What this task involves. Extract, from the listing that follows, each line containing the word "MiddlewareFn".

Given data.
[Start of section]

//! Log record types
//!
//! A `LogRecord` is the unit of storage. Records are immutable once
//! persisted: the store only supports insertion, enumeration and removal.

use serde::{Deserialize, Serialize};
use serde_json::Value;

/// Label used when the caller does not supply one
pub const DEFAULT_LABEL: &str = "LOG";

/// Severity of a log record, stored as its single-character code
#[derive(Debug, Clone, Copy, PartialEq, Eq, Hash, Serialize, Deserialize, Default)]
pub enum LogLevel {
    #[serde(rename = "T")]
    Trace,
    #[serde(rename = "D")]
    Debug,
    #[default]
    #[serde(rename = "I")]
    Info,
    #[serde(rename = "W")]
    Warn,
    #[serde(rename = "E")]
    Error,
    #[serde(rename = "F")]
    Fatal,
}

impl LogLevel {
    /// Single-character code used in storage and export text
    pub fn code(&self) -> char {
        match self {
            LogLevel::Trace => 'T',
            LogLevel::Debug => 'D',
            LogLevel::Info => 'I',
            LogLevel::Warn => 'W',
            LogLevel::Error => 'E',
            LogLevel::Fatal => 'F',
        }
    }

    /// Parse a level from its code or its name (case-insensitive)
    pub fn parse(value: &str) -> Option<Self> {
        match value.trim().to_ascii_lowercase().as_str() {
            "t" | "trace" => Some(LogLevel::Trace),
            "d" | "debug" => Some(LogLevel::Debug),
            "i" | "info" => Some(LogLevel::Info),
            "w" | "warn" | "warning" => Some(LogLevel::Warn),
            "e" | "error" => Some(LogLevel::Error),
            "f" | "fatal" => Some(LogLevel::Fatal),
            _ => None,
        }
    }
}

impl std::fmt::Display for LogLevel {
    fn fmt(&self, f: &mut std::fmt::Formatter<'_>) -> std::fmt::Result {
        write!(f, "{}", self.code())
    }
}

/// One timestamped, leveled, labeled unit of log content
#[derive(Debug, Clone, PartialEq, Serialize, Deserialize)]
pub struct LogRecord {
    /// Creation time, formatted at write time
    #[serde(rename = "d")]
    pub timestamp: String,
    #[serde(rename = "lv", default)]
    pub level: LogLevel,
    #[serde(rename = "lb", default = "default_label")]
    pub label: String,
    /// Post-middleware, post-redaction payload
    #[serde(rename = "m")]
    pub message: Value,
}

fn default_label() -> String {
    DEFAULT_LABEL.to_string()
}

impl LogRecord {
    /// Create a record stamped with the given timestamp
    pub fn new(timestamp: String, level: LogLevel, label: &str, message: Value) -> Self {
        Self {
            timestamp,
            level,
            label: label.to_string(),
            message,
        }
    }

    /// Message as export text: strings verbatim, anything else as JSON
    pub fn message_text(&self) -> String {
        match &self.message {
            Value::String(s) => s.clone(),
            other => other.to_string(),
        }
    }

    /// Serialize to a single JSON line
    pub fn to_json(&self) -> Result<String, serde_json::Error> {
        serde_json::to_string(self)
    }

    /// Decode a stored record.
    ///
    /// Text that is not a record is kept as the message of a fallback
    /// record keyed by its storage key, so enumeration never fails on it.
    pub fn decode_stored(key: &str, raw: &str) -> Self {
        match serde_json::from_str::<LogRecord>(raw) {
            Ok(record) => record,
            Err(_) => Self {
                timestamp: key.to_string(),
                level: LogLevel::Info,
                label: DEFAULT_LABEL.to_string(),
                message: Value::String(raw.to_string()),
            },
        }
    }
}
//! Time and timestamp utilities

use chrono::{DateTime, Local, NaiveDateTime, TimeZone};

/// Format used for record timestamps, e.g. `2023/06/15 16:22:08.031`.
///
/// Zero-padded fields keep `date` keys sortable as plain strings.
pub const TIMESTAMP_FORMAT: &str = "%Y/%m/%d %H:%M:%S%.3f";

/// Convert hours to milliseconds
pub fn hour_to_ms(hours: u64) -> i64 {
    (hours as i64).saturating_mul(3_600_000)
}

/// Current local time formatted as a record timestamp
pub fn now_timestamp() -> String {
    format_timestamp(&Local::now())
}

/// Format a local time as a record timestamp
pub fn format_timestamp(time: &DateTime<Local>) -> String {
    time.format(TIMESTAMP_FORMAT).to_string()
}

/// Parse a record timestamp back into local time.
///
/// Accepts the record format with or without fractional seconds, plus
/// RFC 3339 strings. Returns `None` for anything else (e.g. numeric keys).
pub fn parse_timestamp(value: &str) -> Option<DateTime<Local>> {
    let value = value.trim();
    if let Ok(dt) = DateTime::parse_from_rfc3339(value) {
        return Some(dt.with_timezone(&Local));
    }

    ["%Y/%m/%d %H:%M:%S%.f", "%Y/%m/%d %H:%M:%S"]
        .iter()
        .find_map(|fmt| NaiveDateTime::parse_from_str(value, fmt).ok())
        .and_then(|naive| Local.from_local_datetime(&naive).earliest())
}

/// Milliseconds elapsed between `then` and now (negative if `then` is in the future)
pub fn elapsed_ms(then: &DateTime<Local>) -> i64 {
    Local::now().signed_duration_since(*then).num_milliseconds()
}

[End of section]
[Start of section]

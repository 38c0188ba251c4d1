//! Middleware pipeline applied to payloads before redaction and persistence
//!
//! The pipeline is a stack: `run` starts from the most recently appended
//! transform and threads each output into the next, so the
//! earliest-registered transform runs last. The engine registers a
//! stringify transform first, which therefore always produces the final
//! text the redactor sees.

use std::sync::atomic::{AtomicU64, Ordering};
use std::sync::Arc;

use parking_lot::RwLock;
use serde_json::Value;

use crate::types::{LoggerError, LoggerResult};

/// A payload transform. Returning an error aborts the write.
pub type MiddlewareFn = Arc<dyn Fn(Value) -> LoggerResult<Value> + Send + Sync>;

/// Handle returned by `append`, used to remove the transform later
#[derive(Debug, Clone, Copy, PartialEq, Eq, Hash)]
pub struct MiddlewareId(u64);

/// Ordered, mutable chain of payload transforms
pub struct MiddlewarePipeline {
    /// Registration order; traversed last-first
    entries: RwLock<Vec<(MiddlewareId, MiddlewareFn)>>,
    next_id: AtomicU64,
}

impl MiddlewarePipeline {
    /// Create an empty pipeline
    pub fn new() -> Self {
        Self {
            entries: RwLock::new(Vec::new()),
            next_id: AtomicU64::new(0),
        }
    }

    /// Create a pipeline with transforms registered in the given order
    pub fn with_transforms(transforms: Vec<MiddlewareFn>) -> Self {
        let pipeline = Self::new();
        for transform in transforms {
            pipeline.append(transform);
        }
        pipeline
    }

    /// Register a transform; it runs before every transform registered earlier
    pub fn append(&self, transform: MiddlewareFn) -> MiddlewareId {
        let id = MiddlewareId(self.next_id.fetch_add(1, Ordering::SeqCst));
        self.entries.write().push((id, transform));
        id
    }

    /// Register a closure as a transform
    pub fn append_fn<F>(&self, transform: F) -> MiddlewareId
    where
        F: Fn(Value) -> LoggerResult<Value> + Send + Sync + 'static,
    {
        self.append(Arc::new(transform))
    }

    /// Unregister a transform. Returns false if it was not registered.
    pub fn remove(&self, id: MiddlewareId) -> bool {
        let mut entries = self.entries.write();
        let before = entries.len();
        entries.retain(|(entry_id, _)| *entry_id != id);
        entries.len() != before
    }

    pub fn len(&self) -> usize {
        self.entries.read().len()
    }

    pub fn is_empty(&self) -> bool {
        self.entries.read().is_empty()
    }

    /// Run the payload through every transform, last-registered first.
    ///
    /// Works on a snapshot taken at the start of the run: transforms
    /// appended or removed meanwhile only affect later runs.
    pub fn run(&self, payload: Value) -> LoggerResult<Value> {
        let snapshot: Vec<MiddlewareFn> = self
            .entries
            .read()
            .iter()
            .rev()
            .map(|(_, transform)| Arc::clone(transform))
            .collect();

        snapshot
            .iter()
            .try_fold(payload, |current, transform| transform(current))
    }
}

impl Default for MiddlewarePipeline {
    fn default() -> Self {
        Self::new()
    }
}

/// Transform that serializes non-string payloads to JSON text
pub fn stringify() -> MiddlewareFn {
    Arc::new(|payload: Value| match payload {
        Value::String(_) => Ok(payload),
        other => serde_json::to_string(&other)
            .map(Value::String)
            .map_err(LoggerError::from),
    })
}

[End of section]

Solution below.
pub type MiddlewareFn = Arc<dyn Fn(Value) -> LoggerResult<Value> + Send + Sync>;
    entries: RwLock<Vec<(MiddlewareId, MiddlewareFn)>>,
    pub fn with_transforms(transforms: Vec<MiddlewareFn>) -> Self {
    pub fn append(&self, transform: MiddlewareFn) -> MiddlewareId {
        let snapshot: Vec<MiddlewareFn> = self
pub fn stringify() -> MiddlewareFn {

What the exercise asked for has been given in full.